I'm blogging because I would like to inspire others in some way. I may not write solutions or come up with lots of "Aha moments", but everything I share is coming from a sincere place and if readers have any solutions to something I may be posting they are welcome to share. This way, other readers may be inspired by another's discovery. So there is no moral to my every post. And that's okay.

I'm blogging because I want to share with others how I'm coping with my reality. What I deal with and how I handle it. Perhaps there is someone  (or know someone) dealing with the same or a similar thing. Reading my blog may help them feel less alone and more validated in their circumstances.

I'm blogging because after my near death health challenges, finally I found the courage to share what I write, thus what I think is shared with others - people, readers who may find what I'm writing interesting and not boring.  I hope to attract curious readers who want to know, "what's going on with Sage these days? Does she have her kidney yet?". Or, "what is she ranting about now?".

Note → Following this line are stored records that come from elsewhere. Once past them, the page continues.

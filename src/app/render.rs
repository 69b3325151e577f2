use super::*;
use crate::ui::components::{
    CommandBar, DialogView, Panel, PanelStatus, StatusBar, WarningScreen,
};
use crate::ui::LayoutMode;
use crate::utils::path_display::truncate_path;
use ratatui::{
    layout::Rect,
    style::{Modifier, Style},
    text::{Line, Span},
    widgets::Paragraph,
    Frame,
};
use unicode_width::UnicodeWidthStr;

impl App {
    /// 화면 전체 렌더링
    pub fn render(&mut self, frame: &mut Frame<'_>) {
        let size = frame.area();
        self.layout.update(size, self.panels.active_side());

        if self.layout.mode() == LayoutMode::TooSmall {
            let (width, height) = self.layout.terminal_size();
            let warning = WarningScreen::new()
                .current_size(width, height)
                .theme(&self.theme);
            frame.render_widget(warning, size);
            return;
        }

        self.sync_viewport();
        let areas = self.layout.areas().clone();

        self.render_title_bar(frame, areas.title_bar);
        for side in [Side::Left, Side::Right] {
            let area = self.layout.panel_area(side);
            if area.width == 0 || area.height == 0 {
                continue;
            }
            let status = if side == self.panels.active_side() {
                PanelStatus::Active
            } else {
                PanelStatus::Inactive
            };
            let panel = Panel::new()
                .model(self.panels.panel(side))
                .status(status)
                .theme(&self.theme);
            frame.render_widget(panel, area);
        }

        self.render_command_line(frame, areas.command_line);

        let active = self.panels.active();
        let status_bar = StatusBar::new()
            .entry(active.current())
            .parent_row(active.is_parent_row())
            .totals(active.dir_count(), active.file_count(), active.total_size())
            .marked(active.marked_count(), active.marked_size())
            .running(self.engine.running_count())
            .message(self.status.as_deref())
            .theme(&self.theme);
        frame.render_widget(status_bar, areas.status_bar);

        frame.render_widget(CommandBar::new().theme(&self.theme), areas.command_bar);

        if !self.dialogs.is_empty() {
            frame.render_widget(DialogView::new(&self.dialogs).theme(&self.theme), size);
        }
    }

    fn render_title_bar(&self, frame: &mut Frame<'_>, area: Rect) {
        let style = Style::default()
            .fg(self.theme.title_bar_fg.to_color())
            .bg(self.theme.title_bar_bg.to_color());
        let mut spans = vec![Span::styled(
            format!(" twincmd {}", env!("CARGO_PKG_VERSION")),
            style.add_modifier(Modifier::BOLD),
        )];
        if self.is_escape_pending() {
            spans.push(Span::styled("  [Esc] F-key: press 0-9", style));
        }
        frame.render_widget(Paragraph::new(Line::from(spans)).style(style), area);
    }

    /// `<경로> $ <입력>` 한 줄. 커서 위치에 터미널 커서를 둔다.
    fn render_command_line(&self, frame: &mut Frame<'_>, area: Rect) {
        let prompt_budget = (area.width as usize / 2).max(8);
        let prompt = format!("{} $ ", truncate_path(self.active_path(), prompt_budget));
        let prompt_width = prompt.width() as u16;
        let input_width = area.width.saturating_sub(prompt_width) as usize;
        let (visible, cursor_col) = self.command_line.editor().visible(input_width);

        let style = Style::default()
            .fg(self.theme.command_line_fg.to_color())
            .bg(self.theme.panel_bg.to_color());
        let line = Line::from(vec![
            Span::styled(prompt, style.add_modifier(Modifier::BOLD)),
            Span::styled(visible.to_string(), style),
        ]);
        frame.render_widget(Paragraph::new(line).style(style), area);

        if self.dialogs.is_empty() && !self.command_line.is_empty() {
            let x = area.x + prompt_width + cursor_col as u16;
            frame.set_cursor_position((x.min(area.right().saturating_sub(1)), area.y));
        }
    }
}
// Formatters - 크기, 날짜, 모드 문자열

use crate::models::EntryKind;
use chrono::{DateTime, Local};
use std::time::SystemTime;

/// 파일 크기를 읽기 쉬운 형식으로 포맷팅
///
/// # Examples
/// ```
/// use twincmd::utils::formatter::format_file_size;
///
/// assert_eq!(format_file_size(0), "0 B");
/// assert_eq!(format_file_size(1536), "1.5 KB");
/// ```
pub fn format_file_size(bytes: u64) -> String {
    const UNITS: [&str; 4] = ["KB", "MB", "GB", "TB"];

    if bytes < 1024 {
        return format!("{} B", bytes);
    }

    let mut value = bytes as f64 / 1024.0;
    let mut unit = 0;
    while value >= 1024.0 && unit < UNITS.len() - 1 {
        value /= 1024.0;
        unit += 1;
    }
    format!("{:.1} {}", value, UNITS[unit])
}

/// "YYYY-MM-DD HH:MM" (16자 고정)
pub fn format_date(time: SystemTime) -> String {
    let datetime: DateTime<Local> = time.into();
    datetime.format("%Y-%m-%d %H:%M").to_string()
}

pub fn pluralize(count: usize, singular: &str, plural: &str) -> String {
    if count == 1 {
        format!("{} {}", count, singular)
    } else {
        format!("{} {}", count, plural)
    }
}

/// `ls -l` 스타일 모드 문자열 (예: "drwxr-xr-x")
///
/// 모드 비트를 알 수 없으면 타입 문자 뒤에 '?'를 채운다.
pub fn format_mode(kind: EntryKind, mode: Option<u32>) -> String {
    let type_char = match kind {
        EntryKind::Directory => 'd',
        EntryKind::Symlink => 'l',
        EntryKind::File => '-',
        EntryKind::Other => '?',
    };

    let Some(mode) = mode else {
        return format!("{}?????????", type_char);
    };

    let mut out = String::with_capacity(10);
    out.push(type_char);
    for shift in [6u32, 3, 0] {
        let bits = (mode >> shift) & 0o7;
        out.push(if bits & 0o4 != 0 { 'r' } else { '-' });
        out.push(if bits & 0o2 != 0 { 'w' } else { '-' });
        out.push(if bits & 0o1 != 0 { 'x' } else { '-' });
    }
    out
}

#[cfg(test)]
mod tests {
    use super::*;

    #[test]
    fn test_format_file_size() {
        assert_eq!(format_file_size(0), "0 B");
        assert_eq!(format_file_size(1023), "1023 B");
        assert_eq!(format_file_size(1024), "1.0 KB");
        assert_eq!(format_file_size(1_048_576), "1.0 MB");
        assert_eq!(format_file_size(3_670_016), "3.5 MB");
        assert_eq!(format_file_size(1_073_741_824), "1.0 GB");
    }

    #[test]
    fn test_format_date_len() {
        assert_eq!(format_date(SystemTime::now()).len(), 16);
    }

    #[test]
    fn test_pluralize() {
        assert_eq!(pluralize(0, "file", "files"), "0 files");
        assert_eq!(pluralize(1, "file", "files"), "1 file");
    }

    #[test]
    fn test_format_mode() {
        assert_eq!(
            format_mode(EntryKind::Directory, Some(0o755)),
            "drwxr-xr-x"
        );
        assert_eq!(format_mode(EntryKind::File, Some(0o644)), "-rw-r--r--");
        assert_eq!(format_mode(EntryKind::Symlink, Some(0o777)), "lrwxrwxrwx");
        assert_eq!(format_mode(EntryKind::File, None), "-?????????");
    }
}
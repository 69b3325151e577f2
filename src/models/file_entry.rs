use crate::utils::formatter::format_mode;
use std::path::PathBuf;
use std::time::SystemTime;

/// 엔트리 종류
#[derive(Debug, Clone, Copy, PartialEq, Eq)]
pub enum EntryKind {
    File,
    Directory,
    Symlink,
    /// 소켓, FIFO, 디바이스 등
    Other,
}

/// 디렉토리 목록의 한 항목
///
/// 마크 여부는 엔트리가 아니라 소유한 `DirectoryModel`의 마크 집합에 있다.
#[derive(Debug, Clone)]
pub struct Entry {
    /// 부모 목록 안에서 유일한 이름
    pub name: String,
    /// 전체 경로
    pub path: PathBuf,
    pub kind: EntryKind,
    /// 바이트 단위 크기 (디렉토리는 0)
    pub size: u64,
    pub modified: Option<SystemTime>,
    /// Unix 모드 비트 (하위 9비트 사용)
    pub mode: Option<u32>,
    /// 심볼릭 링크가 디렉토리를 가리키는지
    pub link_to_dir: bool,
    pub executable: bool,
}

impl Entry {
    pub fn new(name: impl Into<String>, path: impl Into<PathBuf>, kind: EntryKind) -> Self {
        Self {
            name: name.into(),
            path: path.into(),
            kind,
            size: 0,
            modified: None,
            mode: None,
            link_to_dir: false,
            executable: false,
        }
    }

    /// 진입 가능한 디렉토리인지 (디렉토리를 가리키는 링크 포함)
    pub fn is_dir(&self) -> bool {
        self.kind == EntryKind::Directory || (self.kind == EntryKind::Symlink && self.link_to_dir)
    }

    pub fn is_hidden(&self) -> bool {
        self.name.starts_with('.')
    }

    /// 권한 요약 (예: "-rw-r--r--")
    pub fn permissions(&self) -> String {
        format_mode(self.kind, self.mode)
    }
}
//! twincmd: 두 디렉토리를 나란히 보여주는 터미널 파일 관리자

pub mod app;
pub mod core;
pub mod models;
pub mod system;
pub mod ui;
pub mod utils;
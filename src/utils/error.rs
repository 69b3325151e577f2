use std::io;
use std::path::{Path, PathBuf};
use thiserror::Error;

/// 사용자에게 보여주는 오류 분류
///
/// 배치 요약 다이얼로그와 네비게이션 오류 표시는 모두 이 분류를 기준으로 한다.
#[derive(Debug, Clone, Copy, PartialEq, Eq, Hash)]
pub enum ErrorKind {
    NotFound,
    PermissionDenied,
    NotADirectory,
    AlreadyExists,
    Io,
    Busy,
    Cancelled,
}

impl ErrorKind {
    pub fn label(&self) -> &'static str {
        match self {
            ErrorKind::NotFound => "NotFound",
            ErrorKind::PermissionDenied => "PermissionDenied",
            ErrorKind::NotADirectory => "NotADirectory",
            ErrorKind::AlreadyExists => "AlreadyExists",
            ErrorKind::Io => "IOError",
            ErrorKind::Busy => "Busy",
            ErrorKind::Cancelled => "Cancelled",
        }
    }
}

#[derive(Error, Debug)]
pub enum TwinError {
    #[error("No such file or directory: {path}")]
    NotFound { path: PathBuf },

    #[error("Permission denied: {path}")]
    PermissionDenied { path: PathBuf },

    #[error("Not a directory: {path}")]
    NotADirectory { path: PathBuf },

    #[error("Already exists: {path}")]
    AlreadyExists { path: PathBuf },

    #[error("I/O error on {path}: {source}")]
    PathIo {
        path: PathBuf,
        #[source]
        source: io::Error,
    },

    #[error("IO error: {0}")]
    Io(#[from] io::Error),

    #[error("Another operation is already running on {path}")]
    Busy { path: PathBuf },

    #[error("Operation cancelled")]
    Cancelled,

    #[error("Source and destination are the same: {path}")]
    SameSourceAndDest { path: PathBuf },

    #[error("Cannot copy or move {src} into itself ({dest})")]
    RecursiveTarget { src: PathBuf, dest: PathBuf },

    #[error("Cannot replace {dest}: it contains the source {src}")]
    TargetContainsSource { src: PathBuf, dest: PathBuf },

    #[error("Failed to launch '{command}': {reason}")]
    Launch { command: String, reason: String },

    #[error("Configuration error: {0}")]
    Config(String),
}

impl TwinError {
    /// io::Error를 경로 정보와 함께 분류된 오류로 변환
    pub fn from_io(err: io::Error, path: &Path) -> Self {
        let path = path.to_path_buf();
        match err.kind() {
            io::ErrorKind::NotFound => TwinError::NotFound { path },
            io::ErrorKind::PermissionDenied => TwinError::PermissionDenied { path },
            io::ErrorKind::AlreadyExists => TwinError::AlreadyExists { path },
            _ => TwinError::PathIo { path, source: err },
        }
    }

    pub fn kind(&self) -> ErrorKind {
        match self {
            TwinError::NotFound { .. } => ErrorKind::NotFound,
            TwinError::PermissionDenied { .. } => ErrorKind::PermissionDenied,
            TwinError::NotADirectory { .. } => ErrorKind::NotADirectory,
            TwinError::AlreadyExists { .. } => ErrorKind::AlreadyExists,
            TwinError::Busy { .. } => ErrorKind::Busy,
            TwinError::Cancelled => ErrorKind::Cancelled,
            TwinError::Io(e) => match e.kind() {
                io::ErrorKind::NotFound => ErrorKind::NotFound,
                io::ErrorKind::PermissionDenied => ErrorKind::PermissionDenied,
                io::ErrorKind::AlreadyExists => ErrorKind::AlreadyExists,
                _ => ErrorKind::Io,
            },
            TwinError::PathIo { .. }
            | TwinError::SameSourceAndDest { .. }
            | TwinError::RecursiveTarget { .. }
            | TwinError::TargetContainsSource { .. }
            | TwinError::Launch { .. }
            | TwinError::Config(_) => ErrorKind::Io,
        }
    }
}

pub type Result<T> = std::result::Result<T, TwinError>;

#[cfg(test)]
mod tests {
    use super::*;

    #[test]
    fn test_from_io_maps_kinds() {
        let path = Path::new("/tmp/x");
        let err = TwinError::from_io(io::Error::from(io::ErrorKind::NotFound), path);
        assert_eq!(err.kind(), ErrorKind::NotFound);

        let err = TwinError::from_io(io::Error::from(io::ErrorKind::PermissionDenied), path);
        assert_eq!(err.kind(), ErrorKind::PermissionDenied);

        let err = TwinError::from_io(io::Error::from(io::ErrorKind::AlreadyExists), path);
        assert_eq!(err.kind(), ErrorKind::AlreadyExists);

        let err = TwinError::from_io(io::Error::other("disk on fire"), path);
        assert_eq!(err.kind(), ErrorKind::Io);
    }

    #[test]
    fn test_display_contains_path() {
        let err = TwinError::NotADirectory {
            path: PathBuf::from("/etc/passwd"),
        };
        assert_eq!(err.to_string(), "Not a directory: /etc/passwd");
    }

    #[test]
    fn test_plain_io_kind() {
        let err: TwinError = io::Error::from(io::ErrorKind::PermissionDenied).into();
        assert_eq!(err.kind(), ErrorKind::PermissionDenied);
    }

    #[test]
    fn test_kind_labels() {
        assert_eq!(ErrorKind::Io.label(), "IOError");
        assert_eq!(ErrorKind::Busy.label(), "Busy");
    }
}
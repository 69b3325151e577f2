use crate::utils::error::{Result, TwinError};
use std::env;
use std::path::Path;
use std::process::Command;

/// 외부 프로세스 실행 협력자
///
/// 호출자는 실행 동안 터미널을 넘겨주고, 종료 후 화면을 복구한다.
pub trait ProcessLauncher {
    /// 프로그램을 `cwd`에서 실행하고 종료 코드를 돌려준다.
    /// 시그널로 종료되면 -1.
    fn launch(&self, program: &str, args: &[String], cwd: &Path) -> Result<i32>;
}

/// 현재 터미널을 상속해 자식 프로세스를 실행한다
#[derive(Debug, Default, Clone, Copy)]
pub struct SystemLauncher;

impl ProcessLauncher for SystemLauncher {
    fn launch(&self, program: &str, args: &[String], cwd: &Path) -> Result<i32> {
        tracing::info!(program, ?args, cwd = %cwd.display(), "launching process");
        let status = Command::new(program)
            .args(args)
            .current_dir(cwd)
            .status()
            .map_err(|e| TwinError::Launch {
                command: program.to_string(),
                reason: e.to_string(),
            })?;
        Ok(status.code().unwrap_or(-1))
    }
}

/// 명령줄 입력을 사용자 셸로 실행하기 위한 (프로그램, 인자)
pub fn shell_command(command: &str) -> (String, Vec<String>) {
    let shell = env::var("SHELL")
        .ok()
        .filter(|s| !s.is_empty())
        .unwrap_or_else(|| "/bin/sh".to_string());
    (shell, vec!["-c".to_string(), command.to_string()])
}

Like me, some personalities may find this type of writing fascinating. May be inspired by it's contents in an odd way - the honesty. How I get through dialysis, the aftermath of the stroke, follow the Renal Diet, home educate my kid, have a son in college, be a wife, friend, etc. And I realize my writing style, it's not for everyone. Hopefully like minded, similar minded which are unique minded personalities will find my blog and enjoy reading it as much as I enjoy writing it.